So you want to be fit and trim but you just can’t seem to find the right combination of foods to help you shed those unwanted pounds. You know you must eat 5-6 protein rich meals per day to build lean muscle and rev up your metabolism. But you just cannot bring yourself to eat one more chicken breast or drink one more protein shake. Here are the Everything Anti-Aging top 8 fat burner foods to help you shake up your diet without adding badonkadonk to your backside.
1. Cottage Cheese – Cottage Cheese is a great source of whey protein and also contains calcium. Choosing the low fat/no fat versions of this tasty treat will reduce fat and calories but still leave you feeling full. Try it with some fresh fruit like strawberries or blueberries (which are great for an anti-oxidant boost) or if you prefer the salty side of snacking, have a serving with some hot sauce mixed in!
2. Egg Whites – We all know this one as a fat burner staple. Egg protein helps build muscle and keeps you feeling fuller longer. Scramble 1 egg and three egg whites with a little salt and pepper for a quick delicious fat burning breakfast. You can even add a slice of reduced fat swiss cheese to the scramble which not only adds calcium, but swiss is a fat burner too!
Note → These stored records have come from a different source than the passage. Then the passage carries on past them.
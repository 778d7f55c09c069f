//! Command modules for the SDB CLI

pub mod breakpoints;
pub mod show;
pub mod watch;

pub use breakpoints::{delete_breakpoint, list_breakpoints, set_breakpoint};
pub use show::show_snapshot;
pub use watch::watch;
// SDB - Snapshot Debugger
// Copyright (C) 2024 Zhuo Zhang and Wuqi Zhang
//
// This program is free software: you can redistribute it and/or modify
// it under the terms of the GNU Affero General Public License as published by
// the Free Software Foundation, either version 3 of the License, or
// (at your option) any later version.
//
// This program is distributed in the hope that it will be useful,
// but WITHOUT ANY WARRANTY; without even the implied warranty of
// MERCHANTABILITY or FITNESS FOR A PARTICULAR PURPOSE. See the
// GNU Affero General Public License for more details.
//
// You should have received a copy of the GNU Affero General Public License
// along with this program. If not, see <https://www.gnu.org/licenses/>.

//! Error taxonomy shared by the transport contract and the sync engine.

use thiserror::Error;

/// Result type used across the remote debugger boundary.
pub type DebuggerResult<T> = Result<T, DebuggerError>;

/// Errors that can occur while talking to the remote debugger or while
/// reconciling local state against it.
#[derive(Debug, Clone, Error, PartialEq, Eq)]
pub enum DebuggerError {
    /// A long-poll request expired without any change. Expected, never surfaced.
    #[error("request timed out")]
    Timeout,

    /// The wait token was stale because a change raced the poll.
    #[error("wait token is stale, the breakpoint list changed")]
    Conflict,

    /// The breakpoint no longer exists remotely.
    #[error("breakpoint {id} was not found")]
    NotFound {
        /// Id that was asked for
        id: String,
    },

    /// Authentication, network or service failure.
    #[error("{0}")]
    Remote(String),

    /// The local view is inconsistent, e.g. the engine was never initialized.
    #[error("inconsistent local state: {0}")]
    LocalState(String),

    /// The request was cancelled because its session went away.
    #[error("request was cancelled")]
    Cancelled,
}

impl DebuggerError {
    /// Creates a [`DebuggerError::Remote`] from anything printable.
    pub fn remote(message: impl ToString) -> Self {
        Self::Remote(message.to_string())
    }

    /// Creates a [`DebuggerError::NotFound`].
    pub fn not_found(id: impl Into<String>) -> Self {
        Self::NotFound { id: id.into() }
    }

    /// Outcomes of a long-poll that are part of normal operation.
    pub fn is_expected_poll_outcome(&self) -> bool {
        matches!(self, Self::Timeout | Self::Conflict)
    }

    /// Whether the error should stay silent towards the user and the log.
    pub fn is_cancelled(&self) -> bool {
        matches!(self, Self::Cancelled)
    }

    /// The text to show on a local breakpoint for this error.
    pub fn user_message(&self) -> String {
        match self {
            Self::Remote(message) => message.clone(),
            other => other.to_string(),
        }
    }
}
3. Oatmeal – Besides the fact that nothing is better on a cold winter morning than a hot bowl of oatmeal, it will also help you in your strive to peel off unwanted pounds. Oatmeal is packed with fiber and it is naturally fat and sugar free so it helps the body stabilize blood sugar levels. This helps keep the metabolic rate running evenly and reduces ugly belly fat. Try a bowl with a little artificial sweetener or some nutmeg and chopped almonds for a filling breakfast. (Get in a couple of egg whites also and you have a perfect power breakfast!)
4. Beans – Full of protein, antioxidants and fiber, beans are versatile and delicious. You can add them to soups, salads and casseroles. And of course there is nothing better than a bowl hot chili while you are watching the big game on Sundays. I add black beans and kidney beans to my lowfat chili and everyone in the house loves it. Watch out when you are buying canned beans however. Some contain loads of added sugar, which defeats the purpose!
5. Edamame (Soybeans) – If you are a salty snack person, try edamame instead of reaching for that bag of chips or pretzels. This fiber filled high protein snack is a delightful transition from the normal high fat salty snack. You can buy them in or out of the pod but if you get them with the pod, you can even burn some extra calories getting them out to eat them. I like to rinse them, and shake them in a ziploc bag with some natural sea salt and roast them in the oven.
6. Shrimp – Shrimp are delicious and easy to prepare, not to mention they are loaded with protein. You can find them already deshelled and deveined at your local grocery store. Just saute them with a little olive oil and some veggies for a fast fat burner meal.
7. Sweet Potatoes – With fewer calories than their russet counterparts, sweet potatoes are a delicious alternative and more versatile than you think. You can eat them baked with a little nutmeg, or boil and mash them with some cinnamon (also a good fat burner by the way), or slice them like steak fries, season them with some taco seasoning or hot sauce and bake them.
8. Fat free/Sugar free pudding cups – Okay, okay I know! These aren’t a great source of protein, but they do provide a little calcium and a little willpower when the chocolate craving bug creeps up on you. This 1/2 cup snack helps fight off sweet cravings without all the calories or the sugar spike.